# Exercise
Using the string "position" as the key, pull each matching line out of the records below.
---*---
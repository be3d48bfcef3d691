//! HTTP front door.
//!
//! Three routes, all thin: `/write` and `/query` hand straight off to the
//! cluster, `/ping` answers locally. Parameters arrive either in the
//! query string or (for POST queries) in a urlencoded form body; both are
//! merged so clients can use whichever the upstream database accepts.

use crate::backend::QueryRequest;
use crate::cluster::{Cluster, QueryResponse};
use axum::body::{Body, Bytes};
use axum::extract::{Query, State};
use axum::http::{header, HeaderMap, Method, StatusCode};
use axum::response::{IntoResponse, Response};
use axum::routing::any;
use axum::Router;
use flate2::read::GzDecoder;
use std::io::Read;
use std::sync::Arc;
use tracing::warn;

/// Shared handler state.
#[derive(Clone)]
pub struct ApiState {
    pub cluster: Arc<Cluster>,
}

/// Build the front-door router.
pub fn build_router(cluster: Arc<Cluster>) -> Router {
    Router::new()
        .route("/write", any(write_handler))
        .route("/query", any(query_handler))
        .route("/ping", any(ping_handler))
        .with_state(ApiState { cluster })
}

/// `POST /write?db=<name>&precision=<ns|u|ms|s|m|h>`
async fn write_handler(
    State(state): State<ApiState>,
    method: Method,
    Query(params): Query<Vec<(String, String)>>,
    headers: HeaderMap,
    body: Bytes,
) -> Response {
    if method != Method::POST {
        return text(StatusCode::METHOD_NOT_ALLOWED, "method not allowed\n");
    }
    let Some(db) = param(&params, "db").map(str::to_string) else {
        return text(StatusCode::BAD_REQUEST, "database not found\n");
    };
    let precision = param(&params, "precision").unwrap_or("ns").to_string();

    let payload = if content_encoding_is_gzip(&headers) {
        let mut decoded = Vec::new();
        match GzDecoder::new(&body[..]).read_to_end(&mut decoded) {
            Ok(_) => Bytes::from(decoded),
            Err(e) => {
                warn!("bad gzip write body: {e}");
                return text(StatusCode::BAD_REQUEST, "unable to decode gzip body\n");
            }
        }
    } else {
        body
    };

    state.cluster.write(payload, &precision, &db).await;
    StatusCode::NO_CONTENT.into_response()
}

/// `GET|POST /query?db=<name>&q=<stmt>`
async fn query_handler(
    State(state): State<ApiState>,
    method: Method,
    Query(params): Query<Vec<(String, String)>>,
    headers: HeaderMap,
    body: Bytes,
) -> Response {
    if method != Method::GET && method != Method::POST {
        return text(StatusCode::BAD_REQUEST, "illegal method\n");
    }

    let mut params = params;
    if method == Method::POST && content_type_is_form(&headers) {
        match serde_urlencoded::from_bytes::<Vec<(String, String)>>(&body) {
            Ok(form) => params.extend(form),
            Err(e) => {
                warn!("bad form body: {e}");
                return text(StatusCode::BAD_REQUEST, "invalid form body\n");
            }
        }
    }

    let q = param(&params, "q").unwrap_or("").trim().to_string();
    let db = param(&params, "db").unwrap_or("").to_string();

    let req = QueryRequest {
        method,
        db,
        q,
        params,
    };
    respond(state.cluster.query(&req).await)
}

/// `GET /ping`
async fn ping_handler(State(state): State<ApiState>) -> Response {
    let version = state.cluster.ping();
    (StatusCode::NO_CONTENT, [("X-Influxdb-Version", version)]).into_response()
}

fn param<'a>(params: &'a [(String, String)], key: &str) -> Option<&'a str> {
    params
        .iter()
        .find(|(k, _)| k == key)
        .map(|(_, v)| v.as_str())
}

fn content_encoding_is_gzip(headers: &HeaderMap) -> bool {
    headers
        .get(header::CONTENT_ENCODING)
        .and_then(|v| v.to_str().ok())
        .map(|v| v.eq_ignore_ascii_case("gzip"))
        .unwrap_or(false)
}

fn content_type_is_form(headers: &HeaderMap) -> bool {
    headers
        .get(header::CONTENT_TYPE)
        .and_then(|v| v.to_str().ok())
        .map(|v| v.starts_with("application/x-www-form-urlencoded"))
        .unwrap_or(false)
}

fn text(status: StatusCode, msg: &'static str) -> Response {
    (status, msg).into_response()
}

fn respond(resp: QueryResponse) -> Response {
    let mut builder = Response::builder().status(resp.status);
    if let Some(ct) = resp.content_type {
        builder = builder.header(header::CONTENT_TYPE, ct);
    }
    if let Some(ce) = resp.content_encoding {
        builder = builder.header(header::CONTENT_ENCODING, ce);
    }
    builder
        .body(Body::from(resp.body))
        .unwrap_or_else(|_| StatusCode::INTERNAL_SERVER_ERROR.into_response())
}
---*---
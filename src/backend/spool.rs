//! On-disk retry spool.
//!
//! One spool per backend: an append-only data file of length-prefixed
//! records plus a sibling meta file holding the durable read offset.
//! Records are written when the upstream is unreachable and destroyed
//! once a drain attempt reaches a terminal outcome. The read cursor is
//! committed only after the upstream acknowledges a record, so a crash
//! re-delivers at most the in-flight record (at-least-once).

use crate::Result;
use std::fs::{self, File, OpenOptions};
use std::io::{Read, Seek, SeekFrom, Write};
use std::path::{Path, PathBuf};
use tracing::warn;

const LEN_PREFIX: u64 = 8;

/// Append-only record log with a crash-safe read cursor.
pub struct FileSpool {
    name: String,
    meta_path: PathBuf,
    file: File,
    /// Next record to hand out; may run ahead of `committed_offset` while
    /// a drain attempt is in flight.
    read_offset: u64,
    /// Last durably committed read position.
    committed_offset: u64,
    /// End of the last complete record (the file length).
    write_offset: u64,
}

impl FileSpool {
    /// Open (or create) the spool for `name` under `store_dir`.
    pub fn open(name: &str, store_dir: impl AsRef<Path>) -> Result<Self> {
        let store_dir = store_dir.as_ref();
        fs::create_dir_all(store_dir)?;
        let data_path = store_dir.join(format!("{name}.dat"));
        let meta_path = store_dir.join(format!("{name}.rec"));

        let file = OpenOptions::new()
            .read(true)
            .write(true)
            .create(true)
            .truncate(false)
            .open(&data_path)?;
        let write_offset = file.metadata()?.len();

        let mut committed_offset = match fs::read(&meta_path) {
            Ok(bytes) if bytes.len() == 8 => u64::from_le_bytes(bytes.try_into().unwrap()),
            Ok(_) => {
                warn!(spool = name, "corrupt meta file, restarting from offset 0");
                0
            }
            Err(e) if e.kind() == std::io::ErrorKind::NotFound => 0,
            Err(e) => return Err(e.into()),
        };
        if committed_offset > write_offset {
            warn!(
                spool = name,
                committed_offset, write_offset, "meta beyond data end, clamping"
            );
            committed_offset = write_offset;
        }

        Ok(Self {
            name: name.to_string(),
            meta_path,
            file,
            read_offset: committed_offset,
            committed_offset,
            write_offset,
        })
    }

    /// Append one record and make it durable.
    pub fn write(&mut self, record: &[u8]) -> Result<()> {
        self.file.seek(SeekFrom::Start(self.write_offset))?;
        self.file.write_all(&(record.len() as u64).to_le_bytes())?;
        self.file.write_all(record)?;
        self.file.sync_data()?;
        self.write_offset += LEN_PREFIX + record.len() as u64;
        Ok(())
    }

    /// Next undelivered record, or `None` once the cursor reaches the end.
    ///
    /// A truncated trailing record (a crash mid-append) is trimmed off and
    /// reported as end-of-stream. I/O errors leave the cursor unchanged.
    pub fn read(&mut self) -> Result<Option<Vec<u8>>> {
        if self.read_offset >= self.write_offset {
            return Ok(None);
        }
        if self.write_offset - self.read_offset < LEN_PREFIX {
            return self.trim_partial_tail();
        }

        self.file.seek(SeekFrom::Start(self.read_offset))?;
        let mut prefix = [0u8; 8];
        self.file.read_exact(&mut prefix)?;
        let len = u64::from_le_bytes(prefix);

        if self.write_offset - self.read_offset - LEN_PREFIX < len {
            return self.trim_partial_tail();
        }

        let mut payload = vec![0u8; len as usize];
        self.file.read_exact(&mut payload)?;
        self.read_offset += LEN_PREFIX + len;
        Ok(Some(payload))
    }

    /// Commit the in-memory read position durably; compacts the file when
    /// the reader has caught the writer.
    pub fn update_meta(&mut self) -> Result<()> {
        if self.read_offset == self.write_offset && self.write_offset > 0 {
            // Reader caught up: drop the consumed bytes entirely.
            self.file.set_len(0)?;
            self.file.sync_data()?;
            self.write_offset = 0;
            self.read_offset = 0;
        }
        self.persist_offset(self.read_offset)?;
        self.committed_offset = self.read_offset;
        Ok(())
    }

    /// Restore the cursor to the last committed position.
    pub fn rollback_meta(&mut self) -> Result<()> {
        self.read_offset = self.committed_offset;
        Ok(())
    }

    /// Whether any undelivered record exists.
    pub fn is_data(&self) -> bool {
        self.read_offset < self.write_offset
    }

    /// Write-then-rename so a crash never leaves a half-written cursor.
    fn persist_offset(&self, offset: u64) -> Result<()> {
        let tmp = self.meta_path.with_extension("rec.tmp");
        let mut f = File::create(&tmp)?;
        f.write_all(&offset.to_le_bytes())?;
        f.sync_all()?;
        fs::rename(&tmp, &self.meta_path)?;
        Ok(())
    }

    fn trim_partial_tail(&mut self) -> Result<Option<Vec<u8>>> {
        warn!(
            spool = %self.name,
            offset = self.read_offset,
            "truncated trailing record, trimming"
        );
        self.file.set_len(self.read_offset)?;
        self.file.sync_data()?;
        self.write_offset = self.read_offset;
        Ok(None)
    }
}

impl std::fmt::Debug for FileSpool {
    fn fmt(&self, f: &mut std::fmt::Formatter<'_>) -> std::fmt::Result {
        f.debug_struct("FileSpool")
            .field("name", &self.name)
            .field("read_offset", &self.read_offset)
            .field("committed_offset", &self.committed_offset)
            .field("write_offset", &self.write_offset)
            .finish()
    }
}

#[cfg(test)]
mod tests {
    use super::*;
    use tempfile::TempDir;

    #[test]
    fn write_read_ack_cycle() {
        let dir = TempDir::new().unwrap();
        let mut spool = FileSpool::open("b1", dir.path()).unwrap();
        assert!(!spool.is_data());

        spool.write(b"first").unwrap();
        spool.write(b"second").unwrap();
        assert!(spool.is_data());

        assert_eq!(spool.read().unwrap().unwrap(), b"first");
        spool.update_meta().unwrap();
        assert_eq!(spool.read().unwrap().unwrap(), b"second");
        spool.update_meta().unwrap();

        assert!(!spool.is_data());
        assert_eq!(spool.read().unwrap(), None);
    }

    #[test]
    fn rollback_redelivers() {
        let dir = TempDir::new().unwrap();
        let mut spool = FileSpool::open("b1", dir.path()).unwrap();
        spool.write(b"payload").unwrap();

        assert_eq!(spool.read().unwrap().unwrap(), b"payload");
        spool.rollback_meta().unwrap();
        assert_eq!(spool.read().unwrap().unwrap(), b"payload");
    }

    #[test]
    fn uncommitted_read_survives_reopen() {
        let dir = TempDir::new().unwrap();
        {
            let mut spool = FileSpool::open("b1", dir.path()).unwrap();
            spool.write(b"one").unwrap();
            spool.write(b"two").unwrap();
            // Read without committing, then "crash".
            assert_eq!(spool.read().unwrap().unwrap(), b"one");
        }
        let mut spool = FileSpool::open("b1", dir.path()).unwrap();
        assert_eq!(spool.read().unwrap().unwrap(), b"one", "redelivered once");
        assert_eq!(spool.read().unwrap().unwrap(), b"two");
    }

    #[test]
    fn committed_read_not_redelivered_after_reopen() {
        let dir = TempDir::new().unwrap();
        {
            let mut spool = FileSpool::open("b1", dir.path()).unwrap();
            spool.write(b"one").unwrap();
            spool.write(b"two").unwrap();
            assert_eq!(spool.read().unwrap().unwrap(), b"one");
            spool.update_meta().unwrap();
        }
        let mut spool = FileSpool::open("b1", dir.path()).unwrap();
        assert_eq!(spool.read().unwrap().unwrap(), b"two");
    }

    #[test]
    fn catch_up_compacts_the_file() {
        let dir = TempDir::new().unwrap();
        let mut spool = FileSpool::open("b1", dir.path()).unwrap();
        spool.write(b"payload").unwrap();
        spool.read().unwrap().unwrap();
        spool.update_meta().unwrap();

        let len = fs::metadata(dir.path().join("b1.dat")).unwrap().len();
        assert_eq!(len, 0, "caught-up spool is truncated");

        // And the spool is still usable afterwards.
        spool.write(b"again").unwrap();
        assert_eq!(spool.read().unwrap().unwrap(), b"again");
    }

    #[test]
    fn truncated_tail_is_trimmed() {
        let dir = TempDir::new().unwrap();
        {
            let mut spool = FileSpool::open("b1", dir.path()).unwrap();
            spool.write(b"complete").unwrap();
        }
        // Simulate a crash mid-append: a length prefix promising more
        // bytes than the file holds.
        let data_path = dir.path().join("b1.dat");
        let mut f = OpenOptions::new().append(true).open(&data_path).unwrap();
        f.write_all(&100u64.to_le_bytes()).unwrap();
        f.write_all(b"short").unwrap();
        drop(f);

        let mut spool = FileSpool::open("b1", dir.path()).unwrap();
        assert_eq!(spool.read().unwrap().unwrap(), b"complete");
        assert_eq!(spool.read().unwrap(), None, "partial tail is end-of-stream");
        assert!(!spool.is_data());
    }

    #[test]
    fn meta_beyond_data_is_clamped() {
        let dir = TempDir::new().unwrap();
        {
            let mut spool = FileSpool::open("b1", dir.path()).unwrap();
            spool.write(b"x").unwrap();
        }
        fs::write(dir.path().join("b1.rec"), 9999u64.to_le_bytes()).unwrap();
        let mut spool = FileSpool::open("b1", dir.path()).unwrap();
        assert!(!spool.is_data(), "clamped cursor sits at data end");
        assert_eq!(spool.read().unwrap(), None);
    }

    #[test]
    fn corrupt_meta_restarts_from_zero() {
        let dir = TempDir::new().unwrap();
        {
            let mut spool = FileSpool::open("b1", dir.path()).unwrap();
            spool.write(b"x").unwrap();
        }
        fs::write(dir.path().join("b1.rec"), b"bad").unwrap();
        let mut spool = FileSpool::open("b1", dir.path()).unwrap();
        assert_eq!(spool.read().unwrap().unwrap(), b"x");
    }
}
---*---
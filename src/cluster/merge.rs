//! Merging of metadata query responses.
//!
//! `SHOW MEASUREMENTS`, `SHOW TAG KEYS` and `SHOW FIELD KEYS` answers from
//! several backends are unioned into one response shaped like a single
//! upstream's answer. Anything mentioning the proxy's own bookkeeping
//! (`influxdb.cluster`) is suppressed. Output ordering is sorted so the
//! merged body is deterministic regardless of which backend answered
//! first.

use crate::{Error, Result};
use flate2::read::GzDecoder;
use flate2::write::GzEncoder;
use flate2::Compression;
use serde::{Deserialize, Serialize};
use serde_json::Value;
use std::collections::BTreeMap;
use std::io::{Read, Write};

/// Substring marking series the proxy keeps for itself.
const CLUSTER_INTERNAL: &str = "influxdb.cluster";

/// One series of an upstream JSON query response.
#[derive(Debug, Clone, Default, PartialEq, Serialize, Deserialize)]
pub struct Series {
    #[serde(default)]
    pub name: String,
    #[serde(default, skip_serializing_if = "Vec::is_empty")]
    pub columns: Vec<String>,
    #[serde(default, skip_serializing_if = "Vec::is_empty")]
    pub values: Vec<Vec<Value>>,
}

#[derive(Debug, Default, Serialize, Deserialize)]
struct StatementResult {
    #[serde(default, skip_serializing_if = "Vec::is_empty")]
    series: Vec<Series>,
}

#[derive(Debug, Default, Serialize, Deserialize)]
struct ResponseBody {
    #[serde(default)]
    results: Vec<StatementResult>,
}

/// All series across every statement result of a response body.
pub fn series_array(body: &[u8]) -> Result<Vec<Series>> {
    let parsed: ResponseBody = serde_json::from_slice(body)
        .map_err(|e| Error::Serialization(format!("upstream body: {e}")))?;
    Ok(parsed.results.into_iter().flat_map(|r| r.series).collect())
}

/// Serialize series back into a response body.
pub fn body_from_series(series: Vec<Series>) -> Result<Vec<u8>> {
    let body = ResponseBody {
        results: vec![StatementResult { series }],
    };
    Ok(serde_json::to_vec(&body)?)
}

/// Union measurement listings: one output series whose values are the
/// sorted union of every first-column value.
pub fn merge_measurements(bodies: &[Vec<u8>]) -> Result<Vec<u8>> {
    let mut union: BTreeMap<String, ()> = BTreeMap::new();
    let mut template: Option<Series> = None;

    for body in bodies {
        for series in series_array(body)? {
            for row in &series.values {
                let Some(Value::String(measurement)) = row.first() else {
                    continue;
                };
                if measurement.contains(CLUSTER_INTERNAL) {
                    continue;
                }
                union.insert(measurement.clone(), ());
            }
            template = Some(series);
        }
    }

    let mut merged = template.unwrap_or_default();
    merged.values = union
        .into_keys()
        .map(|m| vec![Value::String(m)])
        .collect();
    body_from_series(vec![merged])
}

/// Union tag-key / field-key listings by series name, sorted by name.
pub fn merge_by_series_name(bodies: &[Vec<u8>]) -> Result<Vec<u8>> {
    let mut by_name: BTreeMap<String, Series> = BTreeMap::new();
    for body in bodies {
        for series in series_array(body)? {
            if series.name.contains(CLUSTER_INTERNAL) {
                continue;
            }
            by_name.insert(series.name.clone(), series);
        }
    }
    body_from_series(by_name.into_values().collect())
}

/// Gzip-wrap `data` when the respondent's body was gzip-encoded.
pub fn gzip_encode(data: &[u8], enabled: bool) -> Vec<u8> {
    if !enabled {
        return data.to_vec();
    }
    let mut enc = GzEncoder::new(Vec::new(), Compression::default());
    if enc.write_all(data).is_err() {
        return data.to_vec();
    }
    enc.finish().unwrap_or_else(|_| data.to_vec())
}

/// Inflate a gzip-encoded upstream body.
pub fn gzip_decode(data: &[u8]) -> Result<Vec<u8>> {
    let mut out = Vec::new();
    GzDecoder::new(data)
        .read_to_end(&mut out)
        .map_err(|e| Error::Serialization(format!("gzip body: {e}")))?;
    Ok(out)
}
---*---
# Finished task
    /// Last durably committed read position.
    /// Commit the in-memory read position durably; compacts the file when
    /// Restore the cursor to the last committed position.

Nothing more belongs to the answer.